Among the reptile order Squamata (lizards and snakes), the loss of limbs to give a snake-like morphology is likely the most dramatic evolutionary change that has occurred. It is often associated with the acquisition of an underground, burrowing life-style, nocturnality and a preference for relatively low temperatures. Nonetheless, how such an interesting evolutionary transition took place remains poorly understood. The authors examined this process in ten, closely-related species of gymnophthalmid lizards (spectacled lizards) from the Brazilian Caatinga (desert scrubland), representing one full transition from typical lizard species to burrowing snake-like ones. Some of the species studied have typical lizard morphology, while others have a burrowing, snake-like morphology. Species of both forms live together in sandy soil regions of the Brazilian Caatingas and burrow to some extent.

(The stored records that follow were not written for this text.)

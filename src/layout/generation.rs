use std::collections::VecDeque;

use super::graph::FamilyGraph;

/// Generation row of every person, plus the root each connected component
/// was assigned from (main root first).
#[derive(Debug, Clone)]
pub struct Generations {
    pub of: Vec<usize>,
    pub roots: Vec<usize>,
    pub max: usize,
}

impl Generations {
    pub fn count(&self) -> usize {
        if self.of.is_empty() { 0 } else { self.max + 1 }
    }
}

pub fn assign_generations(graph: &FamilyGraph<'_>) -> Generations {
    let mut assigned: Vec<Option<i64>> = vec![None; graph.len()];
    let mut roots = Vec::new();

    while let Some(root) = select_root(graph, &assigned) {
        let members = assign_component(graph, root, &mut assigned);
        // Each component is normalised so its topmost row is 0.
        let min = members
            .iter()
            .filter_map(|&pid| assigned[pid])
            .min()
            .unwrap_or(0);
        for &pid in &members {
            if let Some(generation) = assigned[pid].as_mut() {
                *generation -= min;
            }
        }
        roots.push(root);
    }

    let of: Vec<usize> = assigned
        .into_iter()
        .map(|generation| generation.unwrap_or(0).max(0) as usize)
        .collect();
    let max = of.iter().copied().max().unwrap_or(0);
    Generations { of, roots, max }
}

/// Among unassigned people without parents, the one with the most distinct
/// descendants; ties go to the earliest id. Falls back to the first
/// unassigned person when every candidate has parents.
fn select_root(graph: &FamilyGraph<'_>, assigned: &[Option<i64>]) -> Option<usize> {
    let mut best: Option<(usize, usize)> = None;
    for pid in 0..graph.len() {
        if assigned[pid].is_some() || !graph.parents(pid).is_empty() {
            continue;
        }
        let count = count_descendants(graph, pid);
        if best.is_none_or(|(_, best_count)| count > best_count) {
            best = Some((pid, count));
        }
    }
    best.map(|(pid, _)| pid)
        .or_else(|| (0..graph.len()).find(|&pid| assigned[pid].is_none()))
}

pub(super) fn count_descendants(graph: &FamilyGraph<'_>, start: usize) -> usize {
    let mut visited = vec![false; graph.len()];
    visited[start] = true;
    let mut stack = vec![start];
    let mut count = 0;
    while let Some(pid) = stack.pop() {
        for &child in graph.children(pid) {
            if !visited[child] {
                visited[child] = true;
                count += 1;
                stack.push(child);
            }
        }
    }
    count
}

/// Breadth-first over partner, child and parent edges. Returns the people
/// reached, in visiting order.
fn assign_component(
    graph: &FamilyGraph<'_>,
    root: usize,
    assigned: &mut [Option<i64>],
) -> Vec<usize> {
    let mut members = vec![root];
    let mut queue = VecDeque::from([root]);
    assigned[root] = Some(0);

    while let Some(pid) = queue.pop_front() {
        let Some(generation) = assigned[pid] else {
            continue;
        };
        let edges = graph
            .partners(pid)
            .iter()
            .map(|&p| (p, generation))
            .chain(graph.children(pid).iter().map(|&c| (c, generation + 1)))
            .chain(graph.parents(pid).iter().map(|&p| (p, generation - 1)));
        for (next, next_generation) in edges {
            if assigned[next].is_none() {
                assigned[next] = Some(next_generation);
                members.push(next);
                queue.push_back(next);
            }
        }
    }
    members
}

#[cfg(test)]
mod tests {
    use super::*;
    use crate::ir::{People, PeopleBuilder, Sex};

    fn generation_of(graph: &FamilyGraph<'_>, gens: &Generations, id: &str) -> usize {
        gens.of[graph.lookup(id).unwrap()]
    }

    fn three_generations() -> People {
        PeopleBuilder::new()
            .person("grandpa", "Grandpa", Sex::Male)
            .person("grandma", "Grandma", Sex::Female)
            .spouses("grandpa", "grandma")
            .couple_child("grandpa", "grandma", "dad")
            .spouses("dad", "mum")
            .couple_child("dad", "mum", "kid")
            .build()
    }

    #[test]
    fn root_is_parentless_person_with_most_descendants() {
        let people = three_generations();
        let graph = FamilyGraph::new(&people);
        let gens = assign_generations(&graph);
        assert_eq!(graph.id(gens.roots[0]), "grandma");
    }

    #[test]
    fn couples_share_rows_and_children_go_one_down() {
        let people = three_generations();
        let graph = FamilyGraph::new(&people);
        let gens = assign_generations(&graph);
        assert_eq!(generation_of(&graph, &gens, "grandpa"), 0);
        assert_eq!(generation_of(&graph, &gens, "grandma"), 0);
        assert_eq!(generation_of(&graph, &gens, "dad"), 1);
        assert_eq!(generation_of(&graph, &gens, "mum"), 1);
        assert_eq!(generation_of(&graph, &gens, "kid"), 2);
        assert_eq!(gens.count(), 3);
    }

    #[test]
    fn in_law_ancestors_shift_rows_to_zero() {
        // f's line has the most descendants, so c's parents end up one row
        // below it once the in-law marriage c+d aligns both lines.
        let people = PeopleBuilder::new()
            .couple_child("a", "b", "c")
            .couple_child("c", "d", "e")
            .couple_child("f", "g", "h")
            .couple_child("h", "i", "d")
            .build();
        let graph = FamilyGraph::new(&people);
        let gens = assign_generations(&graph);
        assert_eq!(gens.roots.len(), 1);
        let row = |id| generation_of(&graph, &gens, id);
        assert_eq!(row("d"), row("c"));
        assert_eq!(row("h") + 1, row("d"));
        assert_eq!(row("f"), 0);
        assert_eq!(row("a"), 1);
        assert_eq!(row("e"), 3);
    }

    #[test]
    fn disconnected_people_get_their_own_component() {
        let people = PeopleBuilder::new()
            .couple_child("a", "b", "c")
            .person("loner", "Loner", Sex::Unknown)
            .build();
        let graph = FamilyGraph::new(&people);
        let gens = assign_generations(&graph);
        assert_eq!(gens.roots.len(), 2);
        assert_eq!(generation_of(&graph, &gens, "loner"), 0);
    }

    #[test]
    fn parent_cycles_still_pick_a_root() {
        let people = PeopleBuilder::new().child("a", "b").child("b", "a").build();
        let graph = FamilyGraph::new(&people);
        let gens = assign_generations(&graph);
        assert_eq!(gens.roots, vec![0]);
        assert_eq!(gens.of.len(), 2);
    }

    #[test]
    fn empty_graph_has_no_generations() {
        let people = People::new();
        let graph = FamilyGraph::new(&people);
        let gens = assign_generations(&graph);
        assert!(gens.roots.is_empty());
        assert_eq!(gens.count(), 0);
    }
}
use crate::ir::{People, Person};
use serde::Deserialize;
use std::collections::BTreeMap;
use thiserror::Error;

#[derive(Debug, Error)]
pub enum ParseError {
    #[error("person graph is neither valid JSON ({json}) nor JSON5 ({json5})")]
    Syntax { json: String, json5: String },
    #[error("person record #{index} has an empty id")]
    MissingId { index: usize },
}

#[derive(Deserialize)]
#[serde(untagged)]
enum PeopleDocument {
    Map(BTreeMap<String, Person>),
    List(Vec<Person>),
}

/// Decodes a person graph: either an object keyed by id, as served by the
/// tree API, or a plain array of records.
pub fn parse_people(input: &str) -> Result<People, ParseError> {
    let document = match serde_json::from_str::<PeopleDocument>(input) {
        Ok(document) => document,
        Err(json_err) => json5::from_str::<PeopleDocument>(input).map_err(|json5_err| {
            ParseError::Syntax {
                json: json_err.to_string(),
                json5: json5_err.to_string(),
            }
        })?,
    };

    let mut people = People::new();
    match document {
        PeopleDocument::Map(map) => {
            for (key, mut person) in map {
                person.id = key.clone();
                people.insert(key, person);
            }
        }
        PeopleDocument::List(list) => {
            for (index, person) in list.into_iter().enumerate() {
                let id = person.id.trim().to_string();
                if id.is_empty() {
                    return Err(ParseError::MissingId { index });
                }
                people.insert(id, person);
            }
        }
    }
    Ok(people)
}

The study used automatic temperature data loggers and X-ray images to study evolutionary relationships between morphology, burrowing performance, exposure to extreme temperatures and the evolution of thermal physiology in those lizards. The results show that the evolution of a snake-like morphology allows a better burrowing performance in our studied species. An improved burrowing performance allows those species to reach thermally safe (cooler) areas and also seems to favour the evolution of lower preferred temperatures. At the study sites, snake-like lizards not only can avoid diurnal extreme temperatures at the soil’s surface, but also access their preferred temperatures within the sand until late night.
In addition, it was found that snake-like lizards active at cool hours of the day have lower critical thermal limits. Using the obtained evidence, the authors propose a sequential explanation for the evolution of the snake-like, burrowing syndrome in lizards that can be tested in other lineages.